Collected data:
# # # #
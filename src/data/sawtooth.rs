//! Random sawtooth waves.

use ndarray::Array1;
use rand::Rng;
use rand::RngCore;

use super::StochasticProcess;

/// A sawtooth wave with random frequency, phase and direction.
///
/// `y(x) = A * frac(f * (d * x + s)) - A / 2`, with frequency `f` drawn
/// uniformly from `freq_range`, shift `s` uniform over one period, and
/// direction `d` a random sign.
pub struct Sawtooth {
    pub amplitude: f64,
    pub freq_range: (f64, f64),
}

impl Default for Sawtooth {
    fn default() -> Self {
        Self {
            amplitude: 1.0,
            freq_range: (3.0, 5.0),
        }
    }
}

impl StochasticProcess for Sawtooth {
    fn sample_joint(&self, x: &Array1<f64>, rng: &mut dyn RngCore) -> Array1<f64> {
        let freq = rng.gen_range(self.freq_range.0..self.freq_range.1);
        let shift = rng.gen_range(0.0..1.0 / freq);
        let direction = if rng.gen_bool(0.5) { 1.0 } else { -1.0 };

        x.mapv(|xi| {
            let phase = freq * (direction * xi + shift);
            self.amplitude * (phase - phase.floor()) - self.amplitude / 2.0
        })
    }

    fn name(&self) -> &'static str {
        "sawtooth"
    }
}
# # # #
• Exercise details
Copy out all the lines of the records that include "amplitude".

• Answer section
    pub amplitude: f64,
            amplitude: 1.0,
            self.amplitude * (phase - phase.floor()) - self.amplitude / 2.0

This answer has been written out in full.